All nasotracheal tubes were removed from the patients after they fully recovered and met standard extubation criteria after the surgery. On the first postoperative day (POD1), the patient was followed-up for the presence of postoperative sore throat, nasal bleeding, and soft tissue laceration.
Outcome measures
The primary outcome was time to intubation (tracheal tube advancing from the oropharynx into the trachea). The secondary outcomes were as follows: The first was ease of NTI, specifically the necessity of auxiliary manipulations to assist intubation and nasoIDS. The time to intubation and nasoIDS were scored from the video recorded by an investigator blinded to the study grouping. The nasoIDS was scored on an ordinal 6-point scale; 1 (very easy) = successfully intubated within 15 s on the first attempt; 2 (easy) = successfully intubated between 15 and 30 s on the first attempt; 3 (moderate) = successfully intubated after more than 30 s on the first attempt; 4 (difficult) = successfully intubated on the second attempt; 5 (very difficult) = successfully intubated on the third attempt; 6 (unsuccessful) = intubation could not be achieved within three attempts21. A high nasoIDS score (≥ 4) indicated an NTI that was relatively difficult, that required multiple attempts, or that was unsuccessful. The second secondary outcome comprised other intubation-related outcomes specifically time for nasal passage and GlideScopy, POGO score, MCL grading, and effective auxiliary manipulation that successfully assisted with intubation. The third secondary outcome comprised morphometric factors predicting (i) time to intubation, the (ii) necessity of auxiliary manipulations, and a (iii) nasoIDS score ≥ 4.
Statistical analysis
Based on our pilot study of 20 patients who received NTI, the mean time to intubation was 29.6 ± 40.1 s in patients with cervical collar immobilization (n = 10) and 25.6 ± 21.5 s in control patients (n = 10). The mean times to intubation were 41.6 ± 40.0 s for patients who required auxiliary manipulation during intubation (n = 10), and 13.6 ± 6.7 s for patients who did not require this (n = 10). Therefore, we expected a prolonged mean time to intubation to be approximately 50% under cervical immobilization, and, therefore, the time approximate the mean time to intubation of those who required the auxiliary manipulations to assist intubation. Thereby we defined an equivalence margin of 16 s for time to intubation (41.6–25.6 s) as the range for clinical indifference. We expected the mean difference of time to intubation to be 5 s between the two groups, and the common standard deviation (SD) to be 21.5. An equivalence test of the means using two one-sided tests (TOST) and a parallel group design was performed to test the null hypothesis H0: μ2 − μ1 ≥ 16 or μ2 − μ1 ≤ − 16, versus the alternative hypothesis H1: − 16 < μ2 − μ1 < 16. We estimated that 67 individuals per group (134 in total) must be randomized to reliably test our hypothesis at α = 0.05 and a 90% power. To account for a 10% of incomplete data rate or participants being lost to follow-up, we planned a target sample size of 85 patients per group (170 in total)37. Power analysis was performed using Minitab version 19 (State College, PA, USA).

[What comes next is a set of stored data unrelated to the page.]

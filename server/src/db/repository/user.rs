//! User Repository

use super::{RepoError, RepoResult};
use shared::models::{User, UserCreate};
use sqlx::SqlitePool;

const USER_SELECT: &str = "SELECT id, email, password_hash, role, first_name, last_name, location, postal_code, balance, created_at FROM user";

pub async fn find_by_id(pool: &SqlitePool, id: i64) -> RepoResult<Option<User>> {
    let sql = format!("{USER_SELECT} WHERE id = ?");
    let row = sqlx::query_as::<_, User>(&sql)
        .bind(id)
        .fetch_optional(pool)
        .await?;
    Ok(row)
}

pub async fn find_by_email(pool: &SqlitePool, email: &str) -> RepoResult<Option<User>> {
    let sql = format!("{USER_SELECT} WHERE email = ?");
    let row = sqlx::query_as::<_, User>(&sql)
        .bind(email)
        .fetch_optional(pool)
        .await?;
    Ok(row)
}

pub async fn create(pool: &SqlitePool, data: UserCreate) -> RepoResult<User> {
    if find_by_email(pool, &data.email).await?.is_some() {
        return Err(RepoError::Duplicate(format!(
            "Account '{}' already exists",
            data.email
        )));
    }

    let id = shared::util::snowflake_id();
    let now = shared::util::now_millis();
    sqlx::query(
        "INSERT INTO user (id, email, password_hash, role, first_name, last_name, location, postal_code, balance, created_at) VALUES (?1, ?2, ?3, ?4, ?5, ?6, ?7, ?8, 0, ?9)",
    )
    .bind(id)
    .bind(&data.email)
    .bind(&data.password_hash)
    .bind(data.role)
    .bind(&data.first_name)
    .bind(&data.last_name)
    .bind(&data.location)
    .bind(&data.postal_code)
    .bind(now)
    .execute(pool)
    .await?;

    find_by_id(pool, id)
        .await?
        .ok_or_else(|| RepoError::Database("Failed to create user".into()))
}
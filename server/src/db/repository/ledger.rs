//! Ledger Repository
//!
//! Read access to the append-only ledger. Entries are only ever written by
//! the settlement engine, inside its transactions.

use super::RepoResult;
use shared::models::{AccountType, LedgerEntry, Treasury};
use sqlx::SqlitePool;

pub async fn find_by_account(
    pool: &SqlitePool,
    account_type: AccountType,
    account_id: i64,
) -> RepoResult<Vec<LedgerEntry>> {
    let rows = sqlx::query_as::<_, LedgerEntry>(
        "SELECT id, account_type, account_id, order_id, kind, amount, created_at FROM ledger_entry WHERE account_type = ? AND account_id = ? ORDER BY created_at, id",
    )
    .bind(account_type)
    .bind(account_id)
    .fetch_all(pool)
    .await?;
    Ok(rows)
}

/// Signed sum of an account's entries. The balance columns are caches of
/// this value; the two agree unless someone bypassed the engine.
pub async fn account_sum(
    pool: &SqlitePool,
    account_type: AccountType,
    account_id: i64,
) -> RepoResult<f64> {
    let sum: Option<f64> = sqlx::query_scalar(
        "SELECT SUM(amount) FROM ledger_entry WHERE account_type = ? AND account_id = ?",
    )
    .bind(account_type)
    .bind(account_id)
    .fetch_one(pool)
    .await?;
    Ok(sum.unwrap_or(0.0))
}

pub async fn get_treasury(pool: &SqlitePool) -> RepoResult<Treasury> {
    let row = sqlx::query_as::<_, Treasury>(
        "SELECT id, total_earnings, updated_at FROM treasury WHERE id = ?",
    )
    .bind(shared::models::TREASURY_ID)
    .fetch_one(pool)
    .await?;
    Ok(row)
}
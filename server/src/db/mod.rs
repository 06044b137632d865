//! Database Module
//!
//! Handles SQLite connection pool and migrations

pub mod repository;

use crate::utils::AppError;
use sqlx::SqlitePool;
use sqlx::sqlite::{SqliteConnectOptions, SqliteJournalMode, SqlitePoolOptions, SqliteSynchronous};
use std::str::FromStr;

/// Database service — owns a SQLite connection pool
#[derive(Clone)]
pub struct DbService {
    pub pool: SqlitePool,
}

impl DbService {
    /// Create a new database service with WAL mode
    pub async fn new(db_path: &str) -> Result<Self, AppError> {
        // Build connection options: WAL, foreign keys, normal sync
        let options = SqliteConnectOptions::from_str(&format!("sqlite:{db_path}"))
            .map_err(|e| AppError::database(format!("Invalid database path: {e}")))?
            .create_if_missing(true)
            .journal_mode(SqliteJournalMode::Wal)
            .synchronous(SqliteSynchronous::Normal)
            .pragma("foreign_keys", "ON");

        let pool = SqlitePoolOptions::new()
            .max_connections(5)
            .connect_with(options)
            .await
            .map_err(|e| AppError::database(format!("Failed to open database: {e}")))?;

        // busy_timeout: wait up to 5s on write contention instead of failing
        sqlx::query("PRAGMA busy_timeout = 5000;")
            .execute(&pool)
            .await
            .map_err(|e| AppError::database(format!("Failed to set busy_timeout: {e}")))?;

        tracing::info!("Database connection established (SQLite WAL, busy_timeout=5000ms)");

        // Run migrations (ignore previously applied but now removed migrations)
        sqlx::migrate!("./migrations")
            .set_ignore_missing(true)
            .run(&pool)
            .await
            .map_err(|e| AppError::database(format!("Failed to apply migrations: {e}")))?;
        tracing::info!("Database migrations applied");

        Ok(Self { pool })
    }
}
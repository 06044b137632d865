//! Settlement error types

use thiserror::Error;

/// Errors raised by the settlement engine.
///
/// Validation errors (`EmptyCart`, `RestaurantClosed`, `InsufficientBalance`,
/// `MixedRestaurantCart`, `InvalidOperation`) are detected before the
/// transaction commits, so they never leave partial state behind.
/// `Persistence` is the dangerous case: the transaction itself failed — the
/// database rolls back every balance movement together.
#[derive(Debug, Error)]
pub enum SettlementError {
    #[error("Cart is empty")]
    EmptyCart,

    #[error("Restaurant {0} is not accepting orders")]
    RestaurantClosed(i64),

    #[error("Insufficient balance: required {required:.2}, available {available:.2}")]
    InsufficientBalance { required: f64, available: f64 },

    #[error("Cart holds items from more than one restaurant")]
    MixedRestaurantCart,

    #[error("Unauthorized: {0}")]
    Unauthorized(String),

    #[error("Invalid operation: {0}")]
    InvalidOperation(String),

    #[error("Not found: {0}")]
    NotFound(String),

    #[error("Settlement persistence failure: {0}")]
    Persistence(String),
}

impl From<sqlx::Error> for SettlementError {
    fn from(err: sqlx::Error) -> Self {
        SettlementError::Persistence(err.to_string())
    }
}
//! Accounts API Module
//!
//! Registration, balance reads and top-ups.

mod handler;

use axum::{
    Router,
    routing::{get, post},
};

use crate::core::ServerState;

/// Accounts router
pub fn router() -> Router<ServerState> {
    Router::new().nest("/api/accounts", routes())
}

fn routes() -> Router<ServerState> {
    Router::new()
        .route("/register", post(handler::register))
        .route("/balance", get(handler::balance))
        .route("/topup", post(handler::topup))
}
//! Orders API Module
//!
//! Checkout, order reads, lifecycle transitions and cashback. All balance
//! movements go through the settlement engine; transitions go through the
//! lifecycle manager.

mod handler;

use axum::{
    Router,
    routing::{get, post},
};

use crate::core::ServerState;

/// Orders router
///
/// Full paths instead of a nest: the ratings module registers
/// `/api/orders/{id}/rating`, which a nested prefix would shadow.
pub fn router() -> Router<ServerState> {
    Router::new()
        .route("/api/orders/checkout", post(handler::checkout))
        .route("/api/orders", get(handler::list))
        .route("/api/orders/{id}", get(handler::get_by_id))
        .route("/api/orders/{id}/accept", post(handler::accept))
        .route("/api/orders/{id}/prepare", post(handler::prepare))
        .route("/api/orders/{id}/complete", post(handler::complete))
        .route("/api/orders/{id}/cancel", post(handler::cancel))
        .route("/api/orders/{id}/cashback", post(handler::cashback))
}
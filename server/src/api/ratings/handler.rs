//! Ratings API Handlers

use axum::{
    Json,
    extract::{Path, State},
};
use serde::Deserialize;

use crate::auth::CurrentUser;
use crate::core::ServerState;
use crate::utils::{AppResponse, AppResult, ok_with_message};
use shared::models::Rating;

#[derive(Debug, Deserialize)]
pub struct SubmitRatingRequest {
    pub score: f64,
}

/// Rate a completed order. Resubmission overwrites the previous score.
pub async fn submit(
    State(state): State<ServerState>,
    current: CurrentUser,
    Path(id): Path<i64>,
    Json(payload): Json<SubmitRatingRequest>,
) -> AppResult<Json<AppResponse<Rating>>> {
    let rating = state
        .ratings
        .submit(id, &current.user, payload.score)
        .await?;
    Ok(ok_with_message(rating, "Rating recorded"))
}
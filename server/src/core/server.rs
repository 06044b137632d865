//! Server Implementation
//!
//! HTTP server startup and shutdown

use tower_http::cors::CorsLayer;
use tower_http::trace::TraceLayer;

use crate::api;
use crate::core::{Config, ServerState};
use crate::utils::AppError;

/// HTTP Server
pub struct Server {
    config: Config,
    state: Option<ServerState>,
}

impl Server {
    pub fn new(config: Config) -> Self {
        Self {
            config,
            state: None,
        }
    }

    /// Create server with existing state (tests share it with the router)
    pub fn with_state(config: Config, state: ServerState) -> Self {
        Self {
            config,
            state: Some(state),
        }
    }

    pub async fn run(&self) -> Result<(), AppError> {
        let state = match &self.state {
            Some(s) => s.clone(),
            None => ServerState::initialize(&self.config).await?,
        };

        let app = api::router()
            .layer(TraceLayer::new_for_http())
            .layer(CorsLayer::permissive())
            .with_state(state);

        let addr = std::net::SocketAddr::from(([0, 0, 0, 0], self.config.http_port));
        let listener = tokio::net::TcpListener::bind(addr)
            .await
            .map_err(|e| AppError::internal(format!("Failed to bind {addr}: {e}")))?;

        tracing::info!("Lieferspatz server listening on {}", addr);

        axum::serve(listener, app)
            .with_graceful_shutdown(async {
                let _ = tokio::signal::ctrl_c().await;
                tracing::info!("Shutting down...");
            })
            .await
            .map_err(|e| AppError::internal(format!("Server error: {e}")))?;

        Ok(())
    }
}
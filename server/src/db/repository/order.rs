//! Order Repository
//!
//! Read access to settled orders. All balance-affecting mutations go through
//! the settlement engine; status transitions go through the lifecycle manager.

use super::{RepoError, RepoResult};
use shared::models::{Order, OrderDetail, OrderItem};
use sqlx::SqlitePool;

const ORDER_SELECT: &str = "SELECT id, customer_id, restaurant_id, total_price, original_fee, service_fee, status, cashback_applied, created_at FROM food_order";

pub async fn find_by_id(pool: &SqlitePool, id: i64) -> RepoResult<Option<Order>> {
    let sql = format!("{ORDER_SELECT} WHERE id = ?");
    let row = sqlx::query_as::<_, Order>(&sql)
        .bind(id)
        .fetch_optional(pool)
        .await?;
    Ok(row)
}

pub async fn find_items(pool: &SqlitePool, order_id: i64) -> RepoResult<Vec<OrderItem>> {
    let rows = sqlx::query_as::<_, OrderItem>(
        "SELECT id, order_id, item_id, name, price, quantity FROM order_item WHERE order_id = ?",
    )
    .bind(order_id)
    .fetch_all(pool)
    .await?;
    Ok(rows)
}

pub async fn find_detail(pool: &SqlitePool, id: i64) -> RepoResult<OrderDetail> {
    let order = find_by_id(pool, id)
        .await?
        .ok_or_else(|| RepoError::NotFound(format!("Order {id} not found")))?;
    let items = find_items(pool, id).await?;
    Ok(OrderDetail { order, items })
}

pub async fn find_by_customer(pool: &SqlitePool, customer_id: i64) -> RepoResult<Vec<Order>> {
    let sql = format!("{ORDER_SELECT} WHERE customer_id = ? ORDER BY created_at DESC");
    let rows = sqlx::query_as::<_, Order>(&sql)
        .bind(customer_id)
        .fetch_all(pool)
        .await?;
    Ok(rows)
}

pub async fn find_by_restaurant(pool: &SqlitePool, restaurant_id: i64) -> RepoResult<Vec<Order>> {
    let sql = format!("{ORDER_SELECT} WHERE restaurant_id = ? ORDER BY created_at DESC");
    let rows = sqlx::query_as::<_, Order>(&sql)
        .bind(restaurant_id)
        .fetch_all(pool)
        .await?;
    Ok(rows)
}
//! Cart API Handlers

use axum::{
    Json,
    extract::{Path, State},
};
use serde::Deserialize;

use crate::auth::CurrentUser;
use crate::cart::Cart;
use crate::core::ServerState;
use crate::db::repository;
use crate::utils::{AppError, AppResponse, AppResult, ok};
use shared::models::UserRole;

pub async fn get_cart(
    State(state): State<ServerState>,
    current: CurrentUser,
) -> AppResult<Json<AppResponse<Cart>>> {
    current.require_role(UserRole::Customer, "Shopping")?;
    Ok(ok(state.carts.get(current.user.id)))
}

#[derive(Debug, Deserialize)]
pub struct AddItemRequest {
    pub item_id: i64,
    #[serde(default = "default_quantity")]
    pub quantity: i64,
}

fn default_quantity() -> i64 {
    1
}

pub async fn add_item(
    State(state): State<ServerState>,
    current: CurrentUser,
    Json(payload): Json<AddItemRequest>,
) -> AppResult<Json<AppResponse<Cart>>> {
    current.require_role(UserRole::Customer, "Shopping")?;

    let item = repository::catalog::find_item_by_id(&state.db.pool, payload.item_id)
        .await?
        .ok_or_else(|| AppError::not_found(format!("Item {} not found", payload.item_id)))?;

    let cart = state
        .carts
        .add_item(current.user.id, &item, payload.quantity)?;
    Ok(ok(cart))
}

#[derive(Debug, Deserialize)]
pub struct SetQuantityRequest {
    pub quantity: i64,
}

pub async fn set_quantity(
    State(state): State<ServerState>,
    current: CurrentUser,
    Path(item_id): Path<i64>,
    Json(payload): Json<SetQuantityRequest>,
) -> AppResult<Json<AppResponse<Cart>>> {
    current.require_role(UserRole::Customer, "Shopping")?;
    let cart = state
        .carts
        .set_quantity(current.user.id, item_id, payload.quantity)?;
    Ok(ok(cart))
}

pub async fn remove_item(
    State(state): State<ServerState>,
    current: CurrentUser,
    Path(item_id): Path<i64>,
) -> AppResult<Json<AppResponse<Cart>>> {
    current.require_role(UserRole::Customer, "Shopping")?;
    let cart = state.carts.remove_item(current.user.id, item_id)?;
    Ok(ok(cart))
}

pub async fn clear(
    State(state): State<ServerState>,
    current: CurrentUser,
) -> AppResult<Json<AppResponse<Cart>>> {
    current.require_role(UserRole::Customer, "Shopping")?;
    state.carts.clear(current.user.id);
    Ok(ok(state.carts.get(current.user.id)))
}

The primary outcome of time to intubation was assessed for equivalence using the TOST method. If the upper and lower bounds of the 90% confidence interval (CI) were both less than the defined equivalence margin of 16 s, the criteria for equivalence between groups was met. For the secondary outcomes, the Shapiro–Wilk and Anderson–Darling tests were used to test the assumption of normality (P > 0.1). Normally distributed data are presented as the mean ± SD and were analyzed using an independent t test for unequal variances. Non-normally distributed interval and ordinal data were reported as the median (interquartile range [IQR]) and compared among groups using the Mann–Whitney–U test. Categorical variables were presented as their frequencies and evaluated using a χ2 or Fisher’s exact test in the case of low expected cell counts. The association with time to intubation was analyzed using generalized estimating equation (GEE) models with a normal distribution, and association with the necessity of auxiliary manipulations (vs. no such necessity) and the nasoIDS score ≥ 4 (vs. < 4), were estimated using GEE models with a binomial distribution. After multivariate adjustments, the standard error of the parameter estimate or adjusted odds ratios (aOR) with 95% CIs were reported, as appropriate. Statistical analyses were conducted using SAS version 9.4 for Windows (SAS, Cary, NC, USA), and a two-sided P value < 0.05 was considered statistically significant.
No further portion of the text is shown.